I have been considering making them a "get along" shirt!!!  either that or sell them to the Gypsies!!






Friday, October 3, 2014

I am someone beautiful to my daughter.

I want nothing more then my daughter to grow up healthy, both physically and mentally.  I want my daughter to have a positive body image about her self, I want her to love herself, and I know that comes from what she sees and hears around her.

Problem is I have huge issues with my body, and I'm the last person I like.  Hypocrite? Maybe, or maybe I just want more for my daughter then what I have.  It's a hard life not liking who is looking back at you in the mirror , it's stressful clothes shopping and upsetting when you leave a store with nothing more then wet tissues from crying in the dressing rooms.

So here I stand needing to teach my daughter about self love and acceptance when I have none for myself.

I don't work on Fridays, and have found that they are the BEST days to run errands because the stores aren't packed with people.  Being in need for a dress for an up coming celebration, I hit a few clothing stores.  Stevi and I were in a nice big dressing room while I tried on dress after dress, trying not to make faces at myself or make that "OH MY GOD" noise.

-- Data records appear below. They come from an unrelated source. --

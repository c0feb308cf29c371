// Copyright 2025 eraflo
//
// Licensed under the Apache License, Version 2.0 (the "License");
// you may not use this file except in compliance with the License.
// You may obtain a copy of the License at
//
//     http://www.apache.org/licenses/LICENSE-2.0
//
// Unless required by applicable law or agreed to in writing, software
// distributed under the License is distributed on an "AS IS" BASIS,
// WITHOUT WARRANTIES OR CONDITIONS OF ANY KIND, either express or implied.
// See the License for the specific language governing permissions and
// limitations under the License.

//! The closed set of animation backends.
//!
//! Operations that only one variant supports return
//! [`AnimationError::Unsupported`] on the other, so a caller that targets the
//! wrong backend finds out instead of silently doing nothing.

use super::simple::{InstanceData, SimpleBackend};
use super::skeletal::{Bone, Clip, SkeletalBackend};
use marionette_core::animation::{AnimationBackend, FlushSlots, SwapRemove};
use marionette_core::frustum::Plane;
use marionette_core::math::{Mat4, Quat, Vec3};
use marionette_core::renderer::api::{BindingRole, BufferId, BufferWrite};
use marionette_core::AnimationError;

/// Which backend an animator runs.
#[derive(Debug, Clone, Copy, PartialEq, Eq, Default)]
pub enum BackendKind {
    /// [`SimpleBackend`].
    #[default]
    Simple,
    /// [`SkeletalBackend`].
    Skeletal,
}

/// An animation backend.
#[derive(Debug)]
pub enum Backend {
    /// Transform-driven instances.
    Simple(SimpleBackend),
    /// Clip-driven skinned instances.
    Skeletal(SkeletalBackend),
}

impl Backend {
    /// Creates a backend of `kind` with room for `capacity` instances.
    pub fn new(kind: BackendKind, capacity: u32) -> Self {
        match kind {
            BackendKind::Simple => Backend::Simple(SimpleBackend::with_capacity(capacity)),
            BackendKind::Skeletal => Backend::Skeletal(SkeletalBackend::with_capacity(capacity)),
        }
    }

    /// The variant.
    pub fn kind(&self) -> BackendKind {
        match self {
            Backend::Simple(_) => BackendKind::Simple,
            Backend::Skeletal(_) => BackendKind::Skeletal,
        }
    }

    fn inner(&self) -> &dyn AnimationBackend {
        match self {
            Backend::Simple(b) => b,
            Backend::Skeletal(b) => b,
        }
    }

    fn unsupported(&self, operation: &'static str) -> AnimationError {
        AnimationError::Unsupported {
            backend: self.strategy_name(),
            operation,
        }
    }

    fn simple(&self, operation: &'static str) -> Result<&SimpleBackend, AnimationError> {
        match self {
            Backend::Simple(b) => Ok(b),
            Backend::Skeletal(_) => Err(self.unsupported(operation)),
        }
    }

    fn skeletal(&self, operation: &'static str) -> Result<&SkeletalBackend, AnimationError> {
        match self {
            Backend::Skeletal(b) => Ok(b),
            Backend::Simple(_) => Err(self.unsupported(operation)),
        }
    }

    /// Sets position, rotation and scale of an instance. Supported by both variants.
    pub fn set_instance_transform(
        &self,
        index: u32,
        position: Vec3,
        rotation: Quat,
        scale: Vec3,
    ) -> Result<(), AnimationError> {
        match self {
            Backend::Simple(b) => b.set_instance_transform(index, position, rotation, scale),
            Backend::Skeletal(b) => b.set_instance_transform(index, position, rotation, scale),
        }
    }

    /// Simple only: sets rotation and angular velocity.
    pub fn set_instance_rotation(
        &self,
        index: u32,
        rotation: Quat,
        rotation_speed: Vec3,
    ) -> Result<(), AnimationError> {
        self.simple("set_instance_rotation")?
            .set_instance_rotation(index, rotation, rotation_speed)
    }

    /// Simple only: replaces an instance record.
    pub fn set_instance_data(&self, index: u32, data: InstanceData) -> Result<(), AnimationError> {
        self.simple("set_instance_data")?.set_instance_data(index, data)
    }

    /// Skeletal only: resizes the bone array.
    pub fn set_bone_count(&self, count: usize) -> Result<(), AnimationError> {
        self.skeletal("set_bone_count")?.set_bone_count(count);
        Ok(())
    }

    /// Skeletal only: replaces one bone.
    pub fn set_bone(&self, index: usize, bone: Bone) -> Result<(), AnimationError> {
        self.skeletal("set_bone")?.set_bone(index, bone)
    }

    /// Skeletal only: appends a clip.
    pub fn add_clip(&self, clip: &Clip) -> Result<u32, AnimationError> {
        Ok(self.skeletal("add_clip")?.add_clip(clip))
    }

    /// Skeletal only: starts a clip.
    pub fn play_animation(
        &self,
        index: u32,
        clip: u32,
        looping: bool,
    ) -> Result<(), AnimationError> {
        self.skeletal("play_animation")?
            .play_animation(index, clip, looping)
    }

    /// Skeletal only: cross-fades into a clip.
    pub fn blend_to_animation(
        &self,
        index: u32,
        target: u32,
        duration: f32,
    ) -> Result<(), AnimationError> {
        self.skeletal("blend_to_animation")?
            .blend_to_animation(index, target, duration)
    }

    /// Skeletal only: drops a fade.
    pub fn cancel_blend(&self, index: u32) -> Result<(), AnimationError> {
        self.skeletal("cancel_blend")?.cancel_blend(index)
    }

    /// Skeletal only: sets playback speed.
    pub fn set_animation_speed(&self, index: u32, speed: f32) -> Result<(), AnimationError> {
        self.skeletal("set_animation_speed")?
            .set_animation_speed(index, speed)
    }

    /// Skeletal only: seeks the current clip.
    pub fn set_animation_time(&self, index: u32, time: f32) -> Result<(), AnimationError> {
        self.skeletal("set_animation_time")?
            .set_animation_time(index, time)
    }

    /// Skeletal only: current clip.
    pub fn current_clip(&self, index: u32) -> Result<u32, AnimationError> {
        self.skeletal("current_clip")?.current_clip(index)
    }

    /// Skeletal only: playback time.
    pub fn animation_time(&self, index: u32) -> Result<f32, AnimationError> {
        self.skeletal("animation_time")?.animation_time(index)
    }

    /// Skeletal only: whether a fade is running.
    pub fn is_blending(&self, index: u32) -> Result<bool, AnimationError> {
        self.skeletal("is_blending")?.is_blending(index)
    }

    /// Skeletal only: fade progress.
    pub fn blend_progress(&self, index: u32) -> Result<f32, AnimationError> {
        self.skeletal("blend_progress")?.blend_progress(index)
    }

    /// Skeletal only: sets a model matrix.
    pub fn set_model_matrix(&self, index: u32, matrix: Mat4) -> Result<(), AnimationError> {
        self.skeletal("set_model_matrix")?
            .set_model_matrix(index, matrix)
    }
}

impl AnimationBackend for Backend {
    fn strategy_name(&self) -> &'static str {
        self.inner().strategy_name()
    }

    fn add_instance(&self) -> u32 {
        self.inner().add_instance()
    }

    fn remove_instance(&self, index: u32) -> Result<SwapRemove, AnimationError> {
        self.inner().remove_instance(index)
    }

    fn instance_count(&self) -> u32 {
        self.inner().instance_count()
    }

    fn max_instances(&self) -> u32 {
        self.inner().max_instances()
    }

    fn grow(&self, new_max: u32) {
        self.inner().grow(new_max)
    }

    fn needs_rebuild(&self) -> bool {
        self.inner().needs_rebuild()
    }

    fn clear_rebuild(&self) {
        self.inner().clear_rebuild()
    }

    fn prepare_frame(&self, delta_time: f32, uniform: Option<BufferId>) {
        self.inner().prepare_frame(delta_time, uniform)
    }

    fn flush(&self, slots: &FlushSlots) -> usize {
        self.inner().flush(slots)
    }

    fn staged_write_data(&self) -> Vec<BufferWrite> {
        self.inner().staged_write_data()
    }

    fn set_frustum_planes(&self, planes: &[Plane; 6]) {
        self.inner().set_frustum_planes(planes)
    }

    fn set_bounding_radius(&self, radius: f32) {
        self.inner().set_bounding_radius(radius)
    }

    fn culling_enabled(&self) -> bool {
        self.inner().culling_enabled()
    }

    fn reset_indirect_args(&self, index_count: u32, binding: Option<BufferId>) {
        self.inner().reset_indirect_args(index_count, binding)
    }

    fn buffer_size(&self, role: BindingRole) -> Option<u64> {
        self.inner().buffer_size(role)
    }
}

As I would stared at myself in the mirror, Stevi would add her comments... "Wow, that dress makes you looking so Beautiful" "That color is pretty on you mama" "WOW that is so fancy, buy that one".

I left with a dress and a tear in my eye, not because I hated who I saw in the mirror, but because I am someone beautiful to my daughter.




Thursday, October 2, 2014

Jeopardy Jollies

One show that Doug and I like watching together is Jeopardy.  We love it!!!  And we have our little jokes, our likes and dislikes.

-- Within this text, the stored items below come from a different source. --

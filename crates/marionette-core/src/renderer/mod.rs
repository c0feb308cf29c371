// Copyright 2025 eraflo
//
// Licensed under the Apache License, Version 2.0 (the "License");
// you may not use this file except in compliance with the License.
// You may obtain a copy of the License at
//
//     http://www.apache.org/licenses/LICENSE-2.0
//
// Unless required by applicable law or agreed to in writing, software
// distributed under the License is distributed on an "AS IS" BASIS,
// WITHOUT WARRANTIES OR CONDITIONS OF ANY KIND, either express or implied.
// See the License for the specific language governing permissions and
// limitations under the License.

//! Rendering contracts: resource handles, binding metadata, GPU record
//! encoders, lights, Forward+ tiling, and the [`GpuBackend`] trait.

pub mod api;
pub mod forward_plus;
pub mod layout;
pub mod light;
pub mod traits;

pub use self::api::*;
pub use self::forward_plus::{tile_counts, ForwardPlusTileConfig, TileSize};
pub use self::light::{DirectionalLight, Light, LightType, PointLight, SpotLight};
pub use self::traits::*;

I hate hate HATE it when people pick from the middle of the board, Yeah I know they are looking for the daily double, but it makes me mad, I root for their gaming demise when they do this!

When Doug doesn't know the Answer (err Question... Whatever!!!) he guesses Shecky, it is NEVER Shecky...I don't even know anyone named Shecky, and I doubt you do too.

When Raistlin doesn't know the Answer (err Question...Hey get off my back!!) he guesses Portugal.  He's right about 3% of the time, but when he is right he does a celebration dance as if he hadn't really guessed!!!

Last night I started yelling out answers to the categories before the game started.  One was "silent g's" I yelled out Night, another was "3 lettered body parts"  I yelled eye, arm, toe...  Doug just looked at me and asked "Do you have Jeopardy Tourette?"  Well I guess I do Doug, I guess I do!